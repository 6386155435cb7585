//! CAS registry number extraction from free cell text

use regex::Regex;
use std::sync::OnceLock;

fn cas_pattern() -> &'static Regex {
    static CAS_PATTERN: OnceLock<Regex> = OnceLock::new();
    CAS_PATTERN.get_or_init(|| Regex::new(r"[0-9]{2,7}-[0-9]{2}-[0-9]").unwrap())
}

/// Find every CAS number embedded in `text`, in order of occurrence.
///
/// A CAS number is 2-7 digits, a hyphen, exactly 2 digits, a hyphen and a
/// single check digit. Matches glued to a longer run of digits on either side
/// are rejected. The check digit is not validated.
pub fn extract_cas(text: Option<&str>) -> Vec<&str> {
    let Some(text) = text else {
        return Vec::new();
    };

    let pattern = cas_pattern();
    let bytes = text.as_bytes();
    let mut found = Vec::new();
    let mut pos = 0;

    while let Some(m) = pattern.find_at(text, pos) {
        let digit_before = m.start() > 0 && bytes[m.start() - 1].is_ascii_digit();
        let digit_after = bytes.get(m.end()).is_some_and(u8::is_ascii_digit);

        if digit_before || digit_after {
            // Matches always start on an ASCII digit, so +1 stays on a char boundary
            pos = m.start() + 1;
        } else {
            found.push(m.as_str());
            pos = m.end();
        }
    }

    found
}

/// Whether `text` is exactly one CAS number (surrounding whitespace ignored)
pub fn is_cas(text: &str) -> bool {
    let trimmed = text.trim();
    matches!(extract_cas(Some(trimmed)).as_slice(), [only] if only.len() == trimmed.len())
}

···

> _Action item_: Match on "number": copy every line in the records that has it.

> _Result_:
//! CAS registry number extraction from free cell text
/// Find every CAS number embedded in `text`, in order of occurrence.
/// A CAS number is 2-7 digits, a hyphen, exactly 2 digits, a hyphen and a
/// Whether `text` is exactly one CAS number (surrounding whitespace ignored)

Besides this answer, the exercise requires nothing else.